--- Data excerpts ---

//! Decoding of client-supplied image payloads.
//!
//! Payloads are standard base64, optionally preceded by a data URI header such
//! as `data:image/jpeg;base64,`. Everything up to and including the first comma
//! of a `data:` payload is discarded before decoding.

use base64::{engine::general_purpose, Engine as _};
use image::RgbImage;
use tracing::debug;

use crate::errors::{AppError, AppResult};

const DATA_URI_SCHEME: &str = "data:";

/// Returns the base64 body of `payload`, dropping a leading data URI header.
pub fn strip_data_uri_prefix(payload: &str) -> &str {
    let trimmed = payload.trim();
    if trimmed.starts_with(DATA_URI_SCHEME) {
        if let Some((_, body)) = trimmed.split_once(',') {
            return body;
        }
    }
    trimmed
}

/// Decodes a base64 (or data URI) payload into its raw bytes.
pub fn decode_base64_payload(payload: &str) -> AppResult<Vec<u8>> {
    let body: String = strip_data_uri_prefix(payload)
        .chars()
        .filter(|ch| !ch.is_ascii_whitespace())
        .collect();
    if body.is_empty() {
        return Err(AppError::EmptyPayload);
    }

    general_purpose::STANDARD
        .decode(body.as_bytes())
        .map_err(|source| AppError::Base64 { source })
}

/// Decodes raw image bytes of any format the `image` crate understands into
/// an 8-bit RGB buffer.
pub fn decode_image_bytes(bytes: &[u8]) -> AppResult<RgbImage> {
    if bytes.is_empty() {
        return Err(AppError::EmptyPayload);
    }
    let image = image::load_from_memory(bytes).map_err(|source| AppError::ImageDecode { source })?;
    let rgb = image.to_rgb8();
    debug!(width = rgb.width(), height = rgb.height(), "decoded image payload");
    Ok(rgb)
}

/// Full payload pipeline: strip prefix, base64-decode, image-decode.
pub fn decode_image_payload(payload: &str) -> AppResult<RgbImage> {
    let bytes = decode_base64_payload(payload)?;
    decode_image_bytes(&bytes)
}
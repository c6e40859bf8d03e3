use std::fs::{self, File};
use std::io::{self, BufWriter, Write};
use std::path::Path;

use tempfile::NamedTempFile;

use crate::errors::{AppError, AppResult};

#[derive(Debug, Clone, Copy, PartialEq, Eq)]
pub enum WriteMode {
    /// Atomically replace whatever is at the destination.
    Replace,
    /// Fail with [`io::ErrorKind::AlreadyExists`] if the destination exists.
    CreateNew,
}

/// Writes `contents` to a temp file beside `path`, syncs it and moves it into
/// place, so readers observe either the old file or the complete new one.
///
/// `CreateNew` failures caused by an existing destination are returned as a
/// [`AppError::StoreWrite`] whose source has kind `AlreadyExists`.
pub fn write_atomic(path: &Path, contents: &[u8], mode: WriteMode) -> AppResult<()> {
    let parent = path.parent().unwrap_or_else(|| Path::new("."));
    fs::create_dir_all(parent).map_err(|source| AppError::StoreWrite {
        path: parent.to_path_buf(),
        source,
    })?;

    let mut tmp = NamedTempFile::new_in(parent).map_err(|source| AppError::StoreWrite {
        path: path.to_path_buf(),
        source,
    })?;

    {
        let file = tmp.as_file_mut();
        {
            let mut writer = BufWriter::new(&mut *file);
            writer
                .write_all(contents)
                .and_then(|_| writer.write_all(b"\n"))
                .and_then(|_| writer.flush())
                .map_err(|source| AppError::StoreWrite {
                    path: path.to_path_buf(),
                    source,
                })?;
        }
        file.sync_all().map_err(|source| AppError::StoreWrite {
            path: path.to_path_buf(),
            source,
        })?;
    }

    let file = match mode {
        WriteMode::Replace => tmp.persist(path),
        WriteMode::CreateNew => tmp.persist_noclobber(path),
    }
    .map_err(|err| AppError::StoreWrite {
        path: path.to_path_buf(),
        source: err.error,
    })?;

    restrict_permissions(&file, path)
}

/// True when `err` came from a `CreateNew` write that found the destination occupied.
pub fn is_already_exists(err: &AppError) -> bool {
    matches!(err, AppError::StoreWrite { source, .. } if source.kind() == io::ErrorKind::AlreadyExists)
}

#[cfg(unix)]
fn restrict_permissions(file: &File, path: &Path) -> AppResult<()> {
    use std::os::unix::fs::PermissionsExt;

    let mut perms = file
        .metadata()
        .map_err(|source| AppError::StoreWrite {
            path: path.to_path_buf(),
            source,
        })?
        .permissions();
    perms.set_mode(0o600);
    file.set_permissions(perms)
        .map_err(|source| AppError::StoreWrite {
            path: path.to_path_buf(),
            source,
        })
}

#[cfg(not(unix))]
fn restrict_permissions(_file: &File, _path: &Path) -> AppResult<()> {
    Ok(())
}
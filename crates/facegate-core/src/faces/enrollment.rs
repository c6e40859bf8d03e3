use chrono::{SecondsFormat, Utc};
use image::RgbImage;
use serde::Serialize;
use tracing::{debug, info};
use uuid::Uuid;

use crate::errors::AppResult;
use crate::faces::extractor::{FaceEmbeddingBackend, FaceEmbeddingExtractor};
use crate::faces::store::{EmbeddingStore, EnrolledIdentity};
use crate::notes::NoteStore;
use crate::payload::{decode_image_bytes, decode_image_payload};
use crate::users::{require_field, validate_user_name};

#[derive(Debug, Clone, Serialize, PartialEq)]
pub struct EnrollmentRecord {
    pub id: String,
    pub embedding_len: usize,
    pub created_at: String,
}

/// What [`remove_identity`] deleted.
#[derive(Debug, Clone, PartialEq)]
pub struct IdentityRemoval {
    pub identity: EnrolledIdentity,
    pub notes_removed: usize,
}

#[derive(Debug)]
pub struct FaceEnrollmentOutcome {
    pub user: String,
    pub record: EnrollmentRecord,
    pub faces_detected: usize,
    pub logs: Vec<String>,
}

/// Registers a user's face: decode, extract, then create-only insert.
pub struct IdentityEnrollmentService<B, S> {
    extractor: FaceEmbeddingExtractor<B>,
    store: S,
}

impl<B, S> IdentityEnrollmentService<B, S>
where
    B: FaceEmbeddingBackend,
    S: EmbeddingStore,
{
    pub fn new(extractor: FaceEmbeddingExtractor<B>, store: S) -> Self {
        Self { extractor, store }
    }

    /// Enrolls `username` from a base64 or data URI image payload.
    ///
    /// An already enrolled user is rejected with `DuplicateUsername`; the
    /// existing embedding is left untouched.
    pub fn enroll(
        &self,
        username: Option<&str>,
        image_payload: Option<&str>,
    ) -> AppResult<FaceEnrollmentOutcome> {
        let username = require_field(username, "username")?;
        let image_payload = require_field(image_payload, "image")?;
        validate_user_name(username)?;

        let image = decode_image_payload(image_payload)?;
        self.enroll_decoded(username, &image)
    }

    /// Enrolls from raw image bytes (PNG, JPEG, ...).
    pub fn enroll_image_bytes(
        &self,
        username: &str,
        bytes: &[u8],
    ) -> AppResult<FaceEnrollmentOutcome> {
        let username = require_field(Some(username), "username")?;
        validate_user_name(username)?;
        let image = decode_image_bytes(bytes)?;
        self.enroll_decoded(username, &image)
    }

    fn enroll_decoded(&self, username: &str, image: &RgbImage) -> AppResult<FaceEnrollmentOutcome> {
        let mut logs = Vec::new();
        logs.push(format!(
            "Decoded image ({}x{})",
            image.width(),
            image.height()
        ));

        let primary = self.extractor.extract_primary(image)?;
        logs.push(format!("Detected {} face(s)", primary.faces_detected));
        debug!(
            user = username,
            faces = primary.faces_detected,
            "extracted enrollment embedding"
        );

        let identity = EnrolledIdentity {
            id: Uuid::new_v4().to_string(),
            username: username.to_string(),
            bounding_box: primary.face.bounding_box,
            embedding: primary.face.embedding,
            created_at: Utc::now().to_rfc3339_opts(SecondsFormat::Millis, true),
        };
        self.store.insert(&identity)?;

        let record = EnrollmentRecord {
            id: identity.id.clone(),
            embedding_len: identity.embedding.dim(),
            created_at: identity.created_at.clone(),
        };
        logs.push(format!(
            "Enrolled embedding {} (length {}) for user {}",
            record.id, record.embedding_len, username
        ));
        info!(user = username, id = %record.id, "user enrolled");

        Ok(FaceEnrollmentOutcome {
            user: username.to_string(),
            record,
            faces_detected: primary.faces_detected,
            logs,
        })
    }

    /// Deletes the enrolled identity and its notes so the user can enroll again.
    pub fn remove<N: NoteStore>(&self, notes: &N, username: &str) -> AppResult<IdentityRemoval> {
        remove_identity(&self.store, notes, username)
    }
}

/// Removes `username` and everything owned by it.
///
/// Notes go first: should the identity removal then fail, the user is still
/// enrolled and the call can be repeated. Tokens minted for the removed
/// enrollment stop authenticating as soon as the identity is gone.
pub fn remove_identity<S: EmbeddingStore, N: NoteStore>(
    store: &S,
    notes: &N,
    username: &str,
) -> AppResult<IdentityRemoval> {
    validate_user_name(username)?;
    store.get(username)?;
    let notes_removed = notes.purge(username)?;
    let identity = store.remove(username)?;
    info!(
        user = username,
        id = %identity.id,
        notes = notes_removed,
        "enrolled identity removed"
    );
    Ok(IdentityRemoval {
        identity,
        notes_removed,
    })
}

#[cfg(test)]
mod tests {
    use super::*;
    use crate::errors::AppError;
    use crate::faces::extractor::{BoundingBox, FaceEmbeddingRecord};
    use crate::faces::store::InMemoryEmbeddingStore;
    use crate::notes::InMemoryNoteStore;
    use base64::{engine::general_purpose, Engine as _};
    use image::{ImageOutputFormat, Rgb};
    use std::io::Cursor;

    struct StubBackend {
        faces: Vec<Vec<f64>>,
    }

    impl FaceEmbeddingBackend for StubBackend {
        fn extract(
            &self,
            _image: &RgbImage,
            _num_jitters: u32,
        ) -> AppResult<Vec<FaceEmbeddingRecord>> {
            Ok(self
                .faces
                .iter()
                .map(|embedding| FaceEmbeddingRecord {
                    bounding_box: BoundingBox {
                        left: 0,
                        top: 0,
                        right: 1,
                        bottom: 1,
                    },
                    embedding: embedding.clone(),
                })
                .collect())
        }
    }

    fn payload() -> String {
        let img = RgbImage::from_pixel(4, 4, Rgb([1, 2, 3]));
        let mut cursor = Cursor::new(Vec::new());
        img.write_to(&mut cursor, ImageOutputFormat::Png).unwrap();
        general_purpose::STANDARD.encode(cursor.into_inner())
    }

    fn service(faces: Vec<Vec<f64>>) -> IdentityEnrollmentService<StubBackend, InMemoryEmbeddingStore> {
        IdentityEnrollmentService::new(
            FaceEmbeddingExtractor::new(StubBackend { faces }, 1, 2),
            InMemoryEmbeddingStore::new(),
        )
    }

    #[test]
    fn enroll_stores_first_embedding() {
        let service = service(vec![vec![1.0, 0.0], vec![0.0, 1.0]]);
        let outcome = service.enroll(Some("alice"), Some(&payload())).unwrap();
        assert_eq!(outcome.faces_detected, 2);
        assert_eq!(outcome.record.embedding_len, 2);
        assert_eq!(
            service.store.get("alice").unwrap().embedding.as_slice(),
            &[1.0, 0.0]
        );
    }

    #[test]
    fn missing_fields_are_validation_errors() {
        let service = service(vec![vec![1.0, 0.0]]);
        assert!(matches!(
            service.enroll(None, Some(&payload())).unwrap_err(),
            AppError::MissingField { field: "username" }
        ));
        assert!(matches!(
            service.enroll(Some("alice"), Some("")).unwrap_err(),
            AppError::MissingField { field: "image" }
        ));
    }

    #[test]
    fn no_face_leaves_store_empty() {
        let service = service(vec![]);
        let err = service.enroll(Some("alice"), Some(&payload())).unwrap_err();
        assert!(matches!(err, AppError::NoFaceDetected));
        assert!(service.store.is_empty());
    }

    #[test]
    fn remove_allows_fresh_enrollment_without_old_notes() {
        let service = service(vec![vec![1.0, 0.0]]);
        let notes = InMemoryNoteStore::new();
        let first = service.enroll(Some("john.doe"), Some(&payload())).unwrap();
        notes.create("john.doe", "old", "").unwrap();

        let removed = service.remove(&notes, "john.doe").unwrap();
        assert_eq!(removed.identity.id, first.record.id);
        assert_eq!(removed.notes_removed, 1);
        assert!(notes.list("john.doe").unwrap().is_empty());

        let second = service.enroll(Some("john.doe"), Some(&payload())).unwrap();
        assert_ne!(second.record.id, first.record.id);
    }

    #[test]
    fn removing_unknown_user_keeps_notes() {
        let service = service(vec![vec![1.0, 0.0]]);
        let notes = InMemoryNoteStore::new();
        notes.create("ghost", "left behind", "").unwrap();
        assert!(matches!(
            service.remove(&notes, "ghost").unwrap_err(),
            AppError::UnknownUser { .. }
        ));
        assert_eq!(notes.list("ghost").unwrap().len(), 1);
    }
}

---

Task brief: All lines from the listing above that include "AlreadyExists" should be shown.

Problem solution:
    /// Fail with [`io::ErrorKind::AlreadyExists`] if the destination exists.
/// [`AppError::StoreWrite`] whose source has kind `AlreadyExists`.
    matches!(err, AppError::StoreWrite { source, .. } if source.kind() == io::ErrorKind::AlreadyExists)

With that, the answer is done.